(Data extracted from a collection)
»»
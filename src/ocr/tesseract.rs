//! tesseract 実行ファイル経由のOCR

use crate::config::OcrConfig;
use crate::error::{LeaderboardError, Result};
use crate::ocr::OcrEngine;
use anyhow::{anyhow, Context};
use std::io::Write;
use std::process::Command;
use tempfile::NamedTempFile;

#[derive(Debug, Clone)]
pub struct TesseractEngine {
    executable: String,
    languages: String,
    psm: u8,
}

impl TesseractEngine {
    pub fn new(executable: &str, languages: &str, psm: u8) -> Self {
        Self {
            executable: executable.to_string(),
            languages: languages.to_string(),
            psm,
        }
    }

    pub fn from_config(config: &OcrConfig) -> Self {
        Self::new(&config.tesseract_path, &config.languages, config.psm)
    }

    /// `tesseract <input> stdout -l <langs> --psm <n>` の引数
    fn args(&self, input: &str) -> Vec<String> {
        vec![
            input.to_string(),
            "stdout".to_string(),
            "-l".to_string(),
            self.languages.clone(),
            "--psm".to_string(),
            self.psm.to_string(),
        ]
    }

    fn run(&self, image: &[u8]) -> anyhow::Result<String> {
        // 画像形式はtesseract側がヘッダから判定する
        let mut input = NamedTempFile::new().context("一時ファイルを作成できません")?;
        input.write_all(image)?;
        input.flush()?;

        let input_path = input.path().to_string_lossy().to_string();
        let output = Command::new(&self.executable)
            .args(self.args(&input_path))
            .output()?;

        if !output.status.success() {
            let stderr = String::from_utf8_lossy(&output.stderr);
            return Err(anyhow!(
                "tesseract failed (code {:?}): {}",
                output.status.code(),
                stderr.trim()
            ));
        }

        Ok(String::from_utf8_lossy(&output.stdout).to_string())
    }
}

impl OcrEngine for TesseractEngine {
    fn name(&self) -> &str {
        "tesseract"
    }

    fn extract(&self, image: &[u8]) -> Result<String> {
        self.run(image).map_err(|e| {
            let missing = e
                .downcast_ref::<std::io::Error>()
                .is_some_and(|io| io.kind() == std::io::ErrorKind::NotFound);
            if missing {
                LeaderboardError::OcrUnavailable(format!(
                    "{} が見つかりません",
                    self.executable
                ))
            } else {
                LeaderboardError::ocr(self.name(), format!("{:#}", e))
            }
        })
    }
}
««
Once you reach the line that contains "let input_path = input.path().to_string_lossy().to_string();", print it and every line after it exactly as written, stopping at the last line of the records and adding nothing.

Exercise result |
        let input_path = input.path().to_string_lossy().to_string();
        let output = Command::new(&self.executable)
            .args(self.args(&input_path))
            .output()?;

        if !output.status.success() {
            let stderr = String::from_utf8_lossy(&output.stderr);
            return Err(anyhow!(
                "tesseract failed (code {:?}): {}",
                output.status.code(),
                stderr.trim()
            ));
        }

        Ok(String::from_utf8_lossy(&output.stdout).to_string())
    }
}

impl OcrEngine for TesseractEngine {
    fn name(&self) -> &str {
        "tesseract"
    }

    fn extract(&self, image: &[u8]) -> Result<String> {
        self.run(image).map_err(|e| {
            let missing = e
                .downcast_ref::<std::io::Error>()
                .is_some_and(|io| io.kind() == std::io::ErrorKind::NotFound);
            if missing {
                LeaderboardError::OcrUnavailable(format!(
                    "{} が見つかりません",
                    self.executable
                ))
            } else {
                LeaderboardError::ocr(self.name(), format!("{:#}", e))
            }
        })
    }
}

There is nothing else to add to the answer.